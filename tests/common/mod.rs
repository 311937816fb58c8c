#![allow(dead_code)]

use std::io;
use std::io::{Read, Write};
use std::net::TcpListener;
use std::str::from_utf8;
use std::thread;
use std::time::Duration;

use verity::ApiClient;

pub const API_KEY: &str = "test-api-key";

pub fn client_for(base_url: &str) -> ApiClient {
    ApiClient::new(API_KEY, base_url)
}

/// Binds a port that accepts connections and never writes a response.
/// Returns the base URL to point a client at.
pub fn silent_server(hold_for: Duration) -> String {
    let listener = TcpListener::bind("127.0.0.1:0").unwrap();
    let port = listener.local_addr().unwrap().port();
    thread::spawn(move || {
        let mut held = vec![];
        for stream in listener.incoming() {
            held.push(stream);
            thread::sleep(hold_for);
        }
    });
    format!("http://127.0.0.1:{}", port)
}

/// Answers each connection with headers promising a 100 byte body, sends
/// only the start of it, then holds the connection open.
pub fn stalled_body_server(hold_for: Duration) -> String {
    let listener = TcpListener::bind("127.0.0.1:0").unwrap();
    let port = listener.local_addr().unwrap().port();
    thread::spawn(move || {
        for stream in listener.incoming() {
            let mut stream = match stream {
                Ok(stream) => stream,
                Err(_) => continue,
            };
            let mut request = [0u8; 4096];
            let _ = stream.read(&mut request);
            let _ = stream.write_all(b"HTTP/1.1 200 OK\r\nContent-Length: 100\r\n\r\n{\"a\":");
            let _ = stream.flush();
            thread::sleep(hold_for);
        }
    });
    format!("http://127.0.0.1:{}", port)
}

pub struct DebugWriter(pub String);
impl Write for DebugWriter {
    fn write(&mut self, buf: &[u8]) -> io::Result<usize> {
        let DebugWriter(inner) = self;
        let buf = from_utf8(buf).unwrap();
        inner.push_str(buf);
        Ok(buf.len())
    }

    fn flush(&mut self) -> io::Result<()> {
        Ok(())
    }
}
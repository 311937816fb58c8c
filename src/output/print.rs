use crate::commands::Command;
use crate::output::OutputFormat;
use crate::Result;
use serde_json::Value;
use std::io::Write;

pub trait Outputter {
    fn response(&mut self, command: &dyn Command, response: &Value) -> Result<()>;
}

pub struct FormattedOutputter<'a, W: Write> {
    writer: &'a mut W,
    format: OutputFormat,
}

impl<'a, W: Write> FormattedOutputter<'a, W> {
    pub fn new(writer: &'a mut W, format: OutputFormat) -> FormattedOutputter<'a, W> {
        FormattedOutputter { writer, format }
    }
}

impl<'a, W: Write> Outputter for FormattedOutputter<'a, W> {
    fn response(&mut self, command: &dyn Command, response: &Value) -> Result<()> {
        match self.format {
            OutputFormat::Json => {
                let json = serde_json::to_string_pretty(response)?;
                writeln!(self.writer, "{}", json)?;
            }
            OutputFormat::Yaml => {
                let yaml = serde_yaml::to_string(response)?;
                self.writer.write_all(yaml.as_bytes())?;
            }
            OutputFormat::Table => command.render_table(response, &mut *self.writer)?,
        }
        self.writer.flush()?;
        Ok(())
    }
}
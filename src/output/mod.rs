pub mod print;


use serde_json::Value;
use std::fmt;
use std::str::FromStr;

#[derive(Debug, Default, Clone, Copy, PartialEq, Eq)]
pub enum OutputFormat {
    #[default]
    Table,
    Json,
    Yaml,
}

impl OutputFormat {
    pub const VARIANTS: [&'static str; 3] = ["table", "json", "yaml"];
}

impl FromStr for OutputFormat {
    type Err = anyhow::Error;

    fn from_str(s: &str) -> Result<Self, Self::Err> {
        match s {
            "table" => Ok(OutputFormat::Table),
            "json" => Ok(OutputFormat::Json),
            "yaml" => Ok(OutputFormat::Yaml),
            _ => Err(anyhow!("Invalid output format '{}'", s)),
        }
    }
}

impl fmt::Display for OutputFormat {
    fn fmt(&self, f: &mut fmt::Formatter<'_>) -> fmt::Result {
        let format = match *self {
            OutputFormat::Table => "table",
            OutputFormat::Json => "json",
            OutputFormat::Yaml => "yaml",
        };
        f.write_str(format)
    }
}

/// Plain text for a scalar response field; strings lose their quotes and
/// missing or null fields show as `-`.
pub fn field(value: Option<&Value>) -> String {
    match value {
        None | Some(Value::Null) => String::from("-"),
        Some(Value::String(s)) => s.clone(),
        Some(other) => other.to_string(),
    }
}

/// The string at `key`, if present and not empty.
pub fn non_empty<'a>(object: &'a Value, key: &str) -> Option<&'a str> {
    object
        .get(key)
        .and_then(Value::as_str)
        .filter(|s| !s.is_empty())
}

pub fn truncate(text: &str, max_chars: usize) -> String {
    match text.char_indices().nth(max_chars) {
        Some((index, _)) => format!("{}...", &text[..index]),
        None => text.to_string(),
    }
}

/// Plain text for `key` when it is present and not null.
pub fn present(object: &Value, key: &str) -> Option<String> {
    match object.get(key) {
        None | Some(Value::Null) => None,
        value => Some(field(value)),
    }
}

(Task to carry out): Would you set down the full listing exactly as it reads?

(Final answer):
filename tests/common/mod.rs
repository 311937816fb58c8c
#![allow(dead_code)]

use std::io;
use std::io::{Read, Write};
use std::net::TcpListener;
use std::str::from_utf8;
use std::thread;
use std::time::Duration;

use verity::ApiClient;

pub const API_KEY: &str = "test-api-key";

pub fn client_for(base_url: &str) -> ApiClient {
    ApiClient::new(API_KEY, base_url)
}

/// Binds a port that accepts connections and never writes a response.
/// Returns the base URL to point a client at.
pub fn silent_server(hold_for: Duration) -> String {
    let listener = TcpListener::bind("127.0.0.1:0").unwrap();
    let port = listener.local_addr().unwrap().port();
    thread::spawn(move || {
        let mut held = vec![];
        for stream in listener.incoming() {
            held.push(stream);
            thread::sleep(hold_for);
        }
    });
    format!("http://127.0.0.1:{}", port)
}

/// Answers each connection with headers promising a 100 byte body, sends
/// only the start of it, then holds the connection open.
pub fn stalled_body_server(hold_for: Duration) -> String {
    let listener = TcpListener::bind("127.0.0.1:0").unwrap();
    let port = listener.local_addr().unwrap().port();
    thread::spawn(move || {
        for stream in listener.incoming() {
            let mut stream = match stream {
                Ok(stream) => stream,
                Err(_) => continue,
            };
            let mut request = [0u8; 4096];
            let _ = stream.read(&mut request);
            let _ = stream.write_all(b"HTTP/1.1 200 OK\r\nContent-Length: 100\r\n\r\n{\"a\":");
            let _ = stream.flush();
            thread::sleep(hold_for);
        }
    });
    format!("http://127.0.0.1:{}", port)
}

pub struct DebugWriter(pub String);
impl Write for DebugWriter {
    fn write(&mut self, buf: &[u8]) -> io::Result<usize> {
        let DebugWriter(inner) = self;
        let buf = from_utf8(buf).unwrap();
        inner.push_str(buf);
        Ok(buf.len())
    }

    fn flush(&mut self) -> io::Result<()> {
        Ok(())
    }
}
repository 311937816fb58c8c
filename src/output/print.rs
use crate::commands::Command;
use crate::output::OutputFormat;
use crate::Result;
use serde_json::Value;
use std::io::Write;

pub trait Outputter {
    fn response(&mut self, command: &dyn Command, response: &Value) -> Result<()>;
}

pub struct FormattedOutputter<'a, W: Write> {
    writer: &'a mut W,
    format: OutputFormat,
}

impl<'a, W: Write> FormattedOutputter<'a, W> {
    pub fn new(writer: &'a mut W, format: OutputFormat) -> FormattedOutputter<'a, W> {
        FormattedOutputter { writer, format }
    }
}

impl<'a, W: Write> Outputter for FormattedOutputter<'a, W> {
    fn response(&mut self, command: &dyn Command, response: &Value) -> Result<()> {
        match self.format {
            OutputFormat::Json => {
                let json = serde_json::to_string_pretty(response)?;
                writeln!(self.writer, "{}", json)?;
            }
            OutputFormat::Yaml => {
                let yaml = serde_yaml::to_string(response)?;
                self.writer.write_all(yaml.as_bytes())?;
            }
            OutputFormat::Table => command.render_table(response, &mut *self.writer)?,
        }
        self.writer.flush()?;
        Ok(())
    }
}
filename src/output/mod.rs
pub mod print;


use serde_json::Value;
use std::fmt;
use std::str::FromStr;

#[derive(Debug, Default, Clone, Copy, PartialEq, Eq)]
pub enum OutputFormat {
    #[default]
    Table,
    Json,
    Yaml,
}

impl OutputFormat {
    pub const VARIANTS: [&'static str; 3] = ["table", "json", "yaml"];
}

impl FromStr for OutputFormat {
    type Err = anyhow::Error;

    fn from_str(s: &str) -> Result<Self, Self::Err> {
        match s {
            "table" => Ok(OutputFormat::Table),
            "json" => Ok(OutputFormat::Json),
            "yaml" => Ok(OutputFormat::Yaml),
            _ => Err(anyhow!("Invalid output format '{}'", s)),
        }
    }
}

impl fmt::Display for OutputFormat {
    fn fmt(&self, f: &mut fmt::Formatter<'_>) -> fmt::Result {
        let format = match *self {
            OutputFormat::Table => "table",
            OutputFormat::Json => "json",
            OutputFormat::Yaml => "yaml",
        };
        f.write_str(format)
    }
}

/// Plain text for a scalar response field; strings lose their quotes and
/// missing or null fields show as `-`.
pub fn field(value: Option<&Value>) -> String {
    match value {
        None | Some(Value::Null) => String::from("-"),
        Some(Value::String(s)) => s.clone(),
        Some(other) => other.to_string(),
    }
}

/// The string at `key`, if present and not empty.
pub fn non_empty<'a>(object: &'a Value, key: &str) -> Option<&'a str> {
    object
        .get(key)
        .and_then(Value::as_str)
        .filter(|s| !s.is_empty())
}

pub fn truncate(text: &str, max_chars: usize) -> String {
    match text.char_indices().nth(max_chars) {
        Some((index, _)) => format!("{}...", &text[..index]),
        None => text.to_string(),
    }
}

/// Plain text for `key` when it is present and not null.
pub fn present(object: &Value, key: &str) -> Option<String> {
    match object.get(key) {
        None | Some(Value::Null) => None,
        value => Some(field(value)),
    }
}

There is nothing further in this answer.